▶ Task instructions: Report back every line below that carries the word "usize".

Stored records
■ ■ ■ ■ ■ ■ ■

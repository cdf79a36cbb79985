// =============================================================================
// Scanning parameters
// =============================================================================

/// Version string for orfscan
pub const VERSION: &str = "0.1.0";

/// Length of a codon in base pairs
pub const CODON_LENGTH: usize = 3;

/// Width of the motif window, equal to the number of columns of [`MOTIF_MATRIX`]
pub const MOTIF_WIDTH: usize = 13;

/// A window must score strictly above this value to count as a motif hit
pub const DEFAULT_SCORE_THRESHOLD: f64 = 7.25;

/// Minimum ORF length in base pairs
pub const MIN_ORF_LENGTH: usize = 60;

/// Trailing bases that never begin a start codon or an in-frame stop scan step
pub const TRAILING_BASES: usize = 2;

/// Running best preference before any start codon is seen.
///
/// Start selection replaces the best only on a strictly greater preference, so a
/// codon scoring at the floor is never chosen.
pub const START_SCORE_FLOOR: i32 = -1;

/// Report file written when no output path is supplied
pub const DEFAULT_OUTPUT_PATH: &str = "ORFs.fa";

// =============================================================================
// Codon tables
// =============================================================================

/// Recognised start codons
pub const START_CODONS: [&str; 2] = ["ATG", "GTG"];

/// Recognised stop codons
pub const STOP_CODONS: [&str; 3] = ["TAA", "TAG", "TGA"];

/// Start codon with the highest preference
pub const PREFERRED_START_CODON: &[u8; 3] = b"ATG";

/// Start codon with a negative preference
pub const SECONDARY_START_CODON: &[u8; 3] = b"GTG";

// =============================================================================
// Motif matrix
// =============================================================================

/// Number of nucleotide rows in the motif matrix
pub const NUCLEOTIDES: usize = 4;

/// Matrix cell that never contributes to a score, whatever the base.
const EX: Option<f64> = None;

const fn w(weight: f64) -> Option<f64> {
    Some(weight)
}

/// Position-specific scoring matrix, rows ordered A, T, C, G.
///
/// Columns 9..=11 favour an `ATG` start codon; the leading four columns favour
/// purines. `None` marks an excluded cell.
pub const MOTIF_MATRIX: [[Option<f64>; MOTIF_WIDTH]; NUCLEOTIDES] = [
    // A
    [
        w(0.5),
        w(0.5),
        w(0.5),
        w(0.5),
        w(0.0),
        w(0.0),
        w(0.0),
        w(0.0),
        w(0.0),
        w(2.0),
        EX,
        EX,
        w(0.5),
    ],
    // T
    [
        w(0.0),
        w(0.0),
        w(0.0),
        w(0.0),
        w(0.0),
        w(0.0),
        w(0.0),
        w(0.0),
        w(0.0),
        EX,
        w(2.0),
        EX,
        w(0.0),
    ],
    // C
    [
        w(0.0),
        w(0.0),
        w(0.0),
        w(0.0),
        w(0.0),
        w(0.0),
        w(0.0),
        w(0.0),
        w(0.0),
        EX,
        EX,
        EX,
        w(0.0),
    ],
    // G
    [
        w(0.5),
        w(0.5),
        w(0.5),
        w(0.5),
        w(0.0),
        w(0.0),
        w(0.0),
        w(0.0),
        w(0.0),
        w(0.5),
        EX,
        w(2.0),
        w(0.0),
    ],
];

// =============================================================================
// Test constants
// =============================================================================

/// Window that reaches the maximum motif score of 8.5
pub const TEST_MOTIF_HIT: &str = "AAAACCCCCATGA";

■ ■ ■ ■ ■ ■ ■

▶ Answer below:
pub const CODON_LENGTH: usize = 3;
pub const MOTIF_WIDTH: usize = 13;
pub const MIN_ORF_LENGTH: usize = 60;
pub const TRAILING_BASES: usize = 2;
pub const NUCLEOTIDES: usize = 4;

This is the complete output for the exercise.